» **Task directions**
Every line of the listing should be transcribed exactly, with nothing left out.

» **Entries shown**
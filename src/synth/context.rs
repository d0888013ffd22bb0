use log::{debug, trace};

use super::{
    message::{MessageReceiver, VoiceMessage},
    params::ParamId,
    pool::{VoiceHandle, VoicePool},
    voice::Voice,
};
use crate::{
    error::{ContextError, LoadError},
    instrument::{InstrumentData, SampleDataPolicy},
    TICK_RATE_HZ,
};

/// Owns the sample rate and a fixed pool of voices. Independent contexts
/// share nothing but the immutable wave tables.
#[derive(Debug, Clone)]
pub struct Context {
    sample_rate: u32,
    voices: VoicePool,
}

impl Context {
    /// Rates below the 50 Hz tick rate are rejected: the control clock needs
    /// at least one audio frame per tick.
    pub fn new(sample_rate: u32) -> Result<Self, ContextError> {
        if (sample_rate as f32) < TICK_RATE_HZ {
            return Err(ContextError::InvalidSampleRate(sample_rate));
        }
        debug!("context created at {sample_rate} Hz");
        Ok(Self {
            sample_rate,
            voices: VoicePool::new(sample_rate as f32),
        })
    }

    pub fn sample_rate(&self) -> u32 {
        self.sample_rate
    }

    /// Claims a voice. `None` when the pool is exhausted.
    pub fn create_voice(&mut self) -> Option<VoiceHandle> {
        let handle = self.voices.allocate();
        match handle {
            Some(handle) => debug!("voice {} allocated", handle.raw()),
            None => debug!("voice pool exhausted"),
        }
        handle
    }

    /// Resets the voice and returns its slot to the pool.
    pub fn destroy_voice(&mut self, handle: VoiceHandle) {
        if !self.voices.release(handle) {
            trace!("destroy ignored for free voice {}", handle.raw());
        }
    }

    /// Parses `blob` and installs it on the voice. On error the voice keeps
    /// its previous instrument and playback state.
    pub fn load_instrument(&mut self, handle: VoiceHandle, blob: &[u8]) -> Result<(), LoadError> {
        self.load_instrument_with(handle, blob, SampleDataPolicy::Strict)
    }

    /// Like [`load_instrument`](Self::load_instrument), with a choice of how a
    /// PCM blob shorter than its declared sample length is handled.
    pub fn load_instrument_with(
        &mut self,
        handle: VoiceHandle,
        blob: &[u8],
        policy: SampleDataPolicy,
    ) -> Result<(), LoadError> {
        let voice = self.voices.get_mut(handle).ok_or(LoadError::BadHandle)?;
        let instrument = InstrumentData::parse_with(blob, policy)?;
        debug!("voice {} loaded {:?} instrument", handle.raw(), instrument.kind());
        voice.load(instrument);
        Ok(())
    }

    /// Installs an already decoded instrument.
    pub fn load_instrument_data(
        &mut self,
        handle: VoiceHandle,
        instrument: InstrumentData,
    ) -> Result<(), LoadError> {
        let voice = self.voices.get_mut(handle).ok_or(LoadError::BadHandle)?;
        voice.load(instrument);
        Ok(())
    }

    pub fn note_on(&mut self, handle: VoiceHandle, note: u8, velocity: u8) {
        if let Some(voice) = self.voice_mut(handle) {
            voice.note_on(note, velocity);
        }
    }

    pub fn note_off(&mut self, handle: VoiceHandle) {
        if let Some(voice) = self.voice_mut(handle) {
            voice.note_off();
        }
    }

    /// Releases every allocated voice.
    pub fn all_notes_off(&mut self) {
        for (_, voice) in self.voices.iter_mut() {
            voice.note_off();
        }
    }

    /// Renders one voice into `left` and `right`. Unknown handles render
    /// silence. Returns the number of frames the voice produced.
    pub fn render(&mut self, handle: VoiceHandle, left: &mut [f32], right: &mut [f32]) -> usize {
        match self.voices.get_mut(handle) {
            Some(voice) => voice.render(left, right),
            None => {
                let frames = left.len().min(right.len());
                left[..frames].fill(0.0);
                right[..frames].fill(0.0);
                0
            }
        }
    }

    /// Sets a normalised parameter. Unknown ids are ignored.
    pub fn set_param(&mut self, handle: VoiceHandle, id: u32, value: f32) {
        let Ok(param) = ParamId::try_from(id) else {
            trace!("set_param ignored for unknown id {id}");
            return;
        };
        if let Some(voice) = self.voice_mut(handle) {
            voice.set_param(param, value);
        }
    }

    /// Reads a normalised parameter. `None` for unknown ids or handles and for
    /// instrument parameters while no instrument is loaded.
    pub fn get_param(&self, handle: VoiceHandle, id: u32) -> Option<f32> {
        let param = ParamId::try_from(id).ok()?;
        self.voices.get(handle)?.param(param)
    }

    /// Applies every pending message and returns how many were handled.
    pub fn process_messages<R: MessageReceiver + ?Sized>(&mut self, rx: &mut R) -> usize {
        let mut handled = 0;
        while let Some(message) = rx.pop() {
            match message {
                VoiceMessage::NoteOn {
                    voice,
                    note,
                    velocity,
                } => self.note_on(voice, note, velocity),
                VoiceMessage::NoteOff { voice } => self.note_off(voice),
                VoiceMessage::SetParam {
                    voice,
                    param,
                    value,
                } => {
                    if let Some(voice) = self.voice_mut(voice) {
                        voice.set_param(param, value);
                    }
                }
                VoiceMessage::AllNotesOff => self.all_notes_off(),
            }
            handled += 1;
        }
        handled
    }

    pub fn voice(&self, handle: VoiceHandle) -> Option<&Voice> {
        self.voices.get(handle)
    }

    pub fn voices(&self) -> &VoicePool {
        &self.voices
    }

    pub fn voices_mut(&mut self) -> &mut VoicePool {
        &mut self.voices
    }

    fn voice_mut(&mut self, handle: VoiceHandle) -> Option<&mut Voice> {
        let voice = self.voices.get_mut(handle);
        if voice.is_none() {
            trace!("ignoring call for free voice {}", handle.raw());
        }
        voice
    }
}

» **Result of the task**
filename src/synth/context.rs
repository d0888013ffd22bb0
use log::{debug, trace};

use super::{
    message::{MessageReceiver, VoiceMessage},
    params::ParamId,
    pool::{VoiceHandle, VoicePool},
    voice::Voice,
};
use crate::{
    error::{ContextError, LoadError},
    instrument::{InstrumentData, SampleDataPolicy},
    TICK_RATE_HZ,
};

/// Owns the sample rate and a fixed pool of voices. Independent contexts
/// share nothing but the immutable wave tables.
#[derive(Debug, Clone)]
pub struct Context {
    sample_rate: u32,
    voices: VoicePool,
}

impl Context {
    /// Rates below the 50 Hz tick rate are rejected: the control clock needs
    /// at least one audio frame per tick.
    pub fn new(sample_rate: u32) -> Result<Self, ContextError> {
        if (sample_rate as f32) < TICK_RATE_HZ {
            return Err(ContextError::InvalidSampleRate(sample_rate));
        }
        debug!("context created at {sample_rate} Hz");
        Ok(Self {
            sample_rate,
            voices: VoicePool::new(sample_rate as f32),
        })
    }

    pub fn sample_rate(&self) -> u32 {
        self.sample_rate
    }

    /// Claims a voice. `None` when the pool is exhausted.
    pub fn create_voice(&mut self) -> Option<VoiceHandle> {
        let handle = self.voices.allocate();
        match handle {
            Some(handle) => debug!("voice {} allocated", handle.raw()),
            None => debug!("voice pool exhausted"),
        }
        handle
    }

    /// Resets the voice and returns its slot to the pool.
    pub fn destroy_voice(&mut self, handle: VoiceHandle) {
        if !self.voices.release(handle) {
            trace!("destroy ignored for free voice {}", handle.raw());
        }
    }

    /// Parses `blob` and installs it on the voice. On error the voice keeps
    /// its previous instrument and playback state.
    pub fn load_instrument(&mut self, handle: VoiceHandle, blob: &[u8]) -> Result<(), LoadError> {
        self.load_instrument_with(handle, blob, SampleDataPolicy::Strict)
    }

    /// Like [`load_instrument`](Self::load_instrument), with a choice of how a
    /// PCM blob shorter than its declared sample length is handled.
    pub fn load_instrument_with(
        &mut self,
        handle: VoiceHandle,
        blob: &[u8],
        policy: SampleDataPolicy,
    ) -> Result<(), LoadError> {
        let voice = self.voices.get_mut(handle).ok_or(LoadError::BadHandle)?;
        let instrument = InstrumentData::parse_with(blob, policy)?;
        debug!("voice {} loaded {:?} instrument", handle.raw(), instrument.kind());
        voice.load(instrument);
        Ok(())
    }

    /// Installs an already decoded instrument.
    pub fn load_instrument_data(
        &mut self,
        handle: VoiceHandle,
        instrument: InstrumentData,
    ) -> Result<(), LoadError> {
        let voice = self.voices.get_mut(handle).ok_or(LoadError::BadHandle)?;
        voice.load(instrument);
        Ok(())
    }

    pub fn note_on(&mut self, handle: VoiceHandle, note: u8, velocity: u8) {
        if let Some(voice) = self.voice_mut(handle) {
            voice.note_on(note, velocity);
        }
    }

    pub fn note_off(&mut self, handle: VoiceHandle) {
        if let Some(voice) = self.voice_mut(handle) {
            voice.note_off();
        }
    }

    /// Releases every allocated voice.
    pub fn all_notes_off(&mut self) {
        for (_, voice) in self.voices.iter_mut() {
            voice.note_off();
        }
    }

    /// Renders one voice into `left` and `right`. Unknown handles render
    /// silence. Returns the number of frames the voice produced.
    pub fn render(&mut self, handle: VoiceHandle, left: &mut [f32], right: &mut [f32]) -> usize {
        match self.voices.get_mut(handle) {
            Some(voice) => voice.render(left, right),
            None => {
                let frames = left.len().min(right.len());
                left[..frames].fill(0.0);
                right[..frames].fill(0.0);
                0
            }
        }
    }

    /// Sets a normalised parameter. Unknown ids are ignored.
    pub fn set_param(&mut self, handle: VoiceHandle, id: u32, value: f32) {
        let Ok(param) = ParamId::try_from(id) else {
            trace!("set_param ignored for unknown id {id}");
            return;
        };
        if let Some(voice) = self.voice_mut(handle) {
            voice.set_param(param, value);
        }
    }

    /// Reads a normalised parameter. `None` for unknown ids or handles and for
    /// instrument parameters while no instrument is loaded.
    pub fn get_param(&self, handle: VoiceHandle, id: u32) -> Option<f32> {
        let param = ParamId::try_from(id).ok()?;
        self.voices.get(handle)?.param(param)
    }

    /// Applies every pending message and returns how many were handled.
    pub fn process_messages<R: MessageReceiver + ?Sized>(&mut self, rx: &mut R) -> usize {
        let mut handled = 0;
        while let Some(message) = rx.pop() {
            match message {
                VoiceMessage::NoteOn {
                    voice,
                    note,
                    velocity,
                } => self.note_on(voice, note, velocity),
                VoiceMessage::NoteOff { voice } => self.note_off(voice),
                VoiceMessage::SetParam {
                    voice,
                    param,
                    value,
                } => {
                    if let Some(voice) = self.voice_mut(voice) {
                        voice.set_param(param, value);
                    }
                }
                VoiceMessage::AllNotesOff => self.all_notes_off(),
            }
            handled += 1;
        }
        handled
    }

    pub fn voice(&self, handle: VoiceHandle) -> Option<&Voice> {
        self.voices.get(handle)
    }

    pub fn voices(&self) -> &VoicePool {
        &self.voices
    }

    pub fn voices_mut(&mut self) -> &mut VoicePool {
        &mut self.voices
    }

    fn voice_mut(&mut self, handle: VoiceHandle) -> Option<&mut Voice> {
        let voice = self.voices.get_mut(handle);
        if voice.is_none() {
            trace!("ignoring call for free voice {}", handle.raw());
        }
        voice
    }
}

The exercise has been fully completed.